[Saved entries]
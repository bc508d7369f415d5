//! SILK speech codec core (RFC 6716 SILK layer).
//!
//! A predictive speech encoder and decoder at 8/12/16 kHz internal rates:
//! fixed-point LPC analysis and synthesis, pitch and long-term prediction,
//! a noise shaping quantizer with single-path and delayed-decision search,
//! range-coded parameters and excitation, packet loss concealment with
//! comfort noise, and low-bitrate redundancy for forward error correction.
//!
//! Module map, leaves first: [`math`] holds the closed fixed-point
//! primitive set every DSP path is built from; [`range`] the arithmetic
//! coder; [`tables`] every ICDF and codebook constant. The analysis side
//! is [`lpc`], [`nlsf`], [`pitch`], [`ltp`], [`shape`] and [`vad`]; the
//! quantization core is [`nsq`] and [`nsq_del_dec`]; the bitstream layer
//! is [`params`] and [`shell`]; [`encoder`] and [`decoder`] tie the
//! pipelines together with [`stereo`], [`plc`], [`cng`] and [`resampler`]
//! at the edges.

pub mod cng;
pub mod decoder;
pub mod encoder;
pub mod gain;
pub mod lpc;
pub mod ltp;
pub mod math;
pub mod nlsf;
pub mod nsq;
pub mod nsq_del_dec;
pub mod params;
pub mod pitch;
pub mod plc;
pub mod range;
pub mod resampler;
pub mod shape;
pub mod shell;
pub mod stereo;
pub mod tables;
pub mod types;
pub mod vad;

pub use decoder::SilkDecoder;
pub use encoder::SilkEncoder;
pub use types::{Bandwidth, SignalType};

#[cfg(test)]
mod tests;

/// SILK codec name.
pub const CODEC_NAME: &str = "SILK";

- Exercise prompt
Search the entries for the line holding "pub mod plc;". Return that line and the ones after it through the last, exactly.

- Answer to this problem
pub mod plc;
pub mod range;
pub mod resampler;
pub mod shape;
pub mod shell;
pub mod stereo;
pub mod tables;
pub mod types;
pub mod vad;

pub use decoder::SilkDecoder;
pub use encoder::SilkEncoder;
pub use types::{Bandwidth, SignalType};

#[cfg(test)]
mod tests;

/// SILK codec name.
pub const CODEC_NAME: &str = "SILK";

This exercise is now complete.